*Exercise goal*
Read through the listing, and wherever a line holds the word "from", return it.
──────
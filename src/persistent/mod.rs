//! Persistent (immutable) linked lists.
//!
//! This module provides an immutable linked list in two flavours:
//!
//! - [`DoublyLinkedList`]: nodes link to their successor and predecessor
//! - [`SinglyLinkedList`]: nodes link to their successor only
//!
//! Both are aliases of [`LinkedList`], parameterised by a [`Linkage`] marker.
//!
//! # Full Rebuild
//!
//! Unlike structures that share nodes between versions, every mutation
//! here builds a fresh arena and relinks every node. A list never shares a
//! node with any other list.
//!
//! # Examples
//!
//! ```rust
//! use relink::persistent::{DoublyLinkedList, Mutation};
//!
//! let list: DoublyLinkedList<i32> = DoublyLinkedList::new();
//! let Mutation::Applied(single) = list.add_head([500]) else {
//!     unreachable!();
//! };
//! assert_eq!(single.values(), vec![500]);
//!
//! let emptied = single.delete([0]).applied().unwrap();
//! assert!(emptied.is_empty());
//!
//! // Neither step touched the lists it started from
//! assert!(list.is_empty());
//! assert_eq!(single.size(), 1);
//! ```
//!
//! ## Walking links
//!
//! ```rust
//! use relink::persistent::DoublyLinkedList;
//!
//! let list: DoublyLinkedList<char> = "abc".chars().collect();
//! let middle = list.at(1).unwrap();
//! assert_eq!(middle.prev().map(|node| *node.value()), Some('a'));
//! assert_eq!(middle.next().map(|node| *node.value()), Some('c'));
//! ```

mod linkage;
mod list;
mod mutation;
mod node;

pub use linkage::{Doubly, Linkage, Singly};
pub use list::{DoublyLinkedList, IntoIter, Iter, LinkedList, Nodes, NodesRev, SinglyLinkedList};
pub use mutation::Mutation;
pub use node::Node;
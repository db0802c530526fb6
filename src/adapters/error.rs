//! Error types for the queue and stack adapters.
//!
//! The core list never fails loudly; the adapters built on it do. Each
//! variant corresponds to one misuse of a queue or a stack.

/// Represents errors raised by [`Queue`](super::Queue) and [`Stack`](super::Stack).
///
/// # Examples
///
/// ```rust
/// use relink::adapters::{CollectionError, Queue};
///
/// let queue: Queue<i32> = Queue::new();
/// assert_eq!(queue.front(), Err(CollectionError::QueueEmpty));
/// assert_eq!(
///     CollectionError::QueueEmpty.to_string(),
///     "QueueEmptyError: Failed to dequeue element from empty queue."
/// );
/// ```
#[derive(Debug, Clone, Copy, PartialEq, Eq, Hash)]
pub enum CollectionError {
    /// A value was requested from an empty queue.
    QueueEmpty,
    /// A bounded queue is already holding as many values as its capacity.
    QueueCapacityReached,
    /// A value was popped from an empty stack.
    StackUnderflow,
    /// A bounded stack is already holding as many values as its capacity.
    StackOverflow,
    /// A capacity was negative or otherwise not representable.
    InvalidSize,
}

impl std::fmt::Display for CollectionError {
    fn fmt(&self, formatter: &mut std::fmt::Formatter<'_>) -> std::fmt::Result {
        let message = match self {
            Self::QueueEmpty => "QueueEmptyError: Failed to dequeue element from empty queue.",
            Self::QueueCapacityReached => {
                "QueueCapacityReachedError: Unable to add new items to a queue when it has reached the defined capacity."
            }
            Self::StackUnderflow => "StackUnderflowError: Stack has no remaining items to pop.",
            Self::StackOverflow => "StackOverflowError: Stack has reached maximum capacity.",
            Self::InvalidSize => "RangeError: max size must be a positive integer.",
        };
        formatter.write_str(message)
    }
}

impl std::error::Error for CollectionError {}

/// Converts a caller-supplied capacity, rejecting negative values.
pub(super) fn to_capacity<I: TryInto<usize>>(capacity: I) -> Result<usize, CollectionError> {
    capacity
        .try_into()
        .map_err(|_| CollectionError::InvalidSize)
}
/// Cross-chain guard: parent/child timing and lineage checks that decide
/// whether a chain may keep processing or must stall/reset against its
/// neighbours.

use crate::chain_id::{self, ChainId};
use crate::constants::{self, BLOCK_SYNC_TIME_MS, CHAIN_BOOTSTRAP_WINDOW};
use crate::errors::{CoreError, CoreResult};
use crate::reliability::BlockKey;
use crate::store::{ChainStore, ReliabilityStore};

/// What the caller should do after a clean guard check: proceed, or first
/// bootstrap a just-created child chain by copying its parent's genesis
/// block into it.
#[derive(Debug, Clone, Copy, PartialEq, Eq)]
pub enum GuardOutcome {
    Proceed,
    BootstrapChild(ChainId),
}

/// Returns `Ok(GuardOutcome::Proceed)` if the chain may continue processing,
/// `Ok(GuardOutcome::BootstrapChild(child))` if a child chain needs its
/// first block copied in before anything else happens, or
/// `Err(CoreError::WaitNeighbour { .. })`/`Err(CoreError::DifferentParent {
/// .. })` if the chain must stall or was reset.
pub fn check_other_chain(
    store: &dyn ChainStore,
    rel_store: &dyn ReliabilityStore,
    chain: ChainId,
) -> CoreResult<GuardOutcome> {
    let last_index = store.last_block_index(chain);

    if chain > chain_id::ROOT && last_index > 0 && last_index < CHAIN_BOOTSTRAP_WINDOW {
        let parent_key = store.parent_block_of_chain(chain);
        let info = store.chain_info(chain);
        if !parent_key.is_empty() && !store.block_on_the_chain(info.parent_id, &parent_key) {
            full_reset(store, rel_store, chain, last_index);
            return Err(CoreError::DifferentParent { chain });
        }
    }

    let info = store.chain_info(chain);
    if info.left_child_id != 0 && store.last_block_index(info.left_child_id) == 1 {
        return Ok(GuardOutcome::BootstrapChild(info.left_child_id));
    }
    if info.right_child_id != 0 && store.last_block_index(info.right_child_id) == 1 {
        return Ok(GuardOutcome::BootstrapChild(info.right_child_id));
    }

    let now = constants::now_ms();
    let t_self = store.block_time(chain);
    for neighbour in neighbours_of(chain, &info) {
        let t_neigh = store.block_time(neighbour);
        if t_self > t_neigh.saturating_add(BLOCK_SYNC_TIME_MS) {
            return Err(CoreError::WaitNeighbour { chain, neighbour });
        }
    }

    let _ = now;
    Ok(GuardOutcome::Proceed)
}

/// Rolls `chain` back to `(index, key)`, unless a neighbour is too far ahead
/// to safely do so yet, in which case the caller should wake that neighbour
/// and retry later.
pub fn check_and_rollback(store: &dyn ChainStore, chain: ChainId, index: u64, key: &BlockKey) -> CoreResult<()> {
    let info = store.chain_info(chain);
    let t_self = store.block_time(chain);
    for neighbour in neighbours_of(chain, &info) {
        let t_neigh = store.block_time(neighbour);
        if t_neigh > t_self.saturating_add(BLOCK_SYNC_TIME_MS) {
            return Err(CoreError::NeighbourAhead { chain, neighbour });
        }
    }
    store.db_roll_back(chain, index, key);
    Ok(())
}

fn neighbours_of(chain: ChainId, info: &chain_id::ChainInfo) -> Vec<ChainId> {
    let mut out = Vec::with_capacity(3);
    if info.parent_id != 0 {
        out.push(info.parent_id);
    }
    if info.left_child_id != 0 {
        out.push(info.left_child_id);
    }
    if info.right_child_id != 0 {
        out.push(info.right_child_id);
    }
    let _ = chain;
    out
}

/// Full subtree reset on structural inconsistency: clear the ID-block
/// candidate lists from height 2 up to the current tip, then roll the chain
/// back to height 1.
fn full_reset(store: &dyn ChainStore, rel_store: &dyn ReliabilityStore, chain: ChainId, last_index: u64) {
    for height in 2..=last_index.max(1) {
        rel_store.save_id_blocks(chain, height, &[]);
    }
    store.db_roll_back(chain, 1, &store.block_key_at(chain, 1));
}

#[cfg(test)]
mod tests {
    use super::*;
    use crate::store::{InMemoryChainStore, InMemoryReliabilityStore};

    #[test]
    fn test_stale_straggler_wakes_neighbour_behind() {
        let store = InMemoryChainStore::new();
        let rel_store = InMemoryReliabilityStore::new();
        // chain 1 is root; its only neighbours are children 2, 3. Make
        // chain 2 "behind" chain 1 by more than BLOCK_SYNC_TIME.
        store.force_apply(
            1,
            crate::block::Block {
                chain: 1,
                index: 1,
                key: crate::reliability::BlockKey([9u8; 32]),
                previous: BlockKey::EMPTY,
                parent: BlockKey::EMPTY,
                left_child: BlockKey::EMPTY,
                right_child: BlockKey::EMPTY,
                producer: crate::reliability::ProducerId(vec![]),
                time: constants::now_ms(),
                nonce: 0,
                sign: vec![],
                transactions: vec![],
                size: 0,
            },
        );
        store.force_apply(
            2,
            crate::block::Block {
                chain: 2,
                index: 1,
                key: crate::reliability::BlockKey([8u8; 32]),
                previous: BlockKey::EMPTY,
                parent: BlockKey::EMPTY,
                left_child: BlockKey::EMPTY,
                right_child: BlockKey::EMPTY,
                producer: crate::reliability::ProducerId(vec![]),
                time: constants::now_ms() - BLOCK_SYNC_TIME_MS - 1000,
                nonce: 0,
                sign: vec![],
                transactions: vec![],
                size: 0,
            },
        );

        let err = check_other_chain(&store, &rel_store, 1).unwrap_err();
        assert!(matches!(err, CoreError::WaitNeighbour { chain: 1, neighbour: 2 }));
    }

    #[test]
    fn test_no_neighbours_behind_proceeds() {
        let store = InMemoryChainStore::new();
        let rel_store = InMemoryReliabilityStore::new();
        let result = check_other_chain(&store, &rel_store, 1).unwrap();
        assert_eq!(result, GuardOutcome::Proceed);
    }

    #[test]
    fn test_bootstrap_child_detected_before_timing_checks() {
        let store = InMemoryChainStore::new();
        let rel_store = InMemoryReliabilityStore::new();
        store.force_apply(
            2,
            crate::block::Block {
                chain: 2,
                index: 1,
                key: crate::reliability::BlockKey([1u8; 32]),
                previous: BlockKey::EMPTY,
                parent: BlockKey::EMPTY,
                left_child: BlockKey::EMPTY,
                right_child: BlockKey::EMPTY,
                producer: crate::reliability::ProducerId(vec![]),
                time: constants::now_ms(),
                nonce: 0,
                sign: vec![],
                transactions: vec![],
                size: 0,
            },
        );

        let result = check_other_chain(&store, &rel_store, 1).unwrap();
        assert_eq!(result, GuardOutcome::BootstrapChild(2));
    }

    #[test]
    fn test_rollback_deferred_when_neighbour_ahead() {
        let store = InMemoryChainStore::new();
        store.force_apply(
            3,
            crate::block::Block {
                chain: 3,
                index: 1,
                key: crate::reliability::BlockKey([7u8; 32]),
                previous: BlockKey::EMPTY,
                parent: BlockKey::EMPTY,
                left_child: BlockKey::EMPTY,
                right_child: BlockKey::EMPTY,
                producer: crate::reliability::ProducerId(vec![]),
                time: constants::now_ms() + BLOCK_SYNC_TIME_MS + 1000,
                nonce: 0,
                sign: vec![],
                transactions: vec![],
                size: 0,
            },
        );
        let err = check_and_rollback(&store, 1, 5, &BlockKey::EMPTY).unwrap_err();
        assert!(matches!(err, CoreError::NeighbourAhead { chain: 1, neighbour: 3 }));
    }

    #[test]
    fn test_full_reset_clears_id_blocks_and_rolls_back() {
        let store = InMemoryChainStore::new();
        let rel_store = InMemoryReliabilityStore::new();
        store.force_apply(
            1,
            crate::block::Block {
                chain: 1,
                index: 1,
                key: crate::reliability::BlockKey([1u8; 32]),
                previous: BlockKey::EMPTY,
                parent: BlockKey::EMPTY,
                left_child: BlockKey::EMPTY,
                right_child: BlockKey::EMPTY,
                producer: crate::reliability::ProducerId(vec![]),
                time: constants::now_ms(),
                nonce: 0,
                sign: vec![],
                transactions: vec![],
                size: 0,
            },
        );
        for height in 2..=4u64 {
            rel_store.set_block_to_id_blocks(
                1,
                height,
                crate::reliability::BlockKey([height as u8; 32]),
                100,
                constants::MINER_NUM,
            );
        }

        full_reset(&store, &rel_store, 1, 4);

        for height in 2..=4u64 {
            assert!(rel_store.read_id_blocks(1, height).is_empty());
        }
        assert_eq!(store.last_block_index(1), 1);
    }
}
──────
*The answer*
//! // Neither step touched the lists it started from
///     "QueueEmptyError: Failed to dequeue element from empty queue."
    /// A value was requested from an empty queue.
    /// A value was popped from an empty stack.
            Self::QueueEmpty => "QueueEmptyError: Failed to dequeue element from empty queue.",
/// candidate lists from height 2 up to the current tip, then roll the chain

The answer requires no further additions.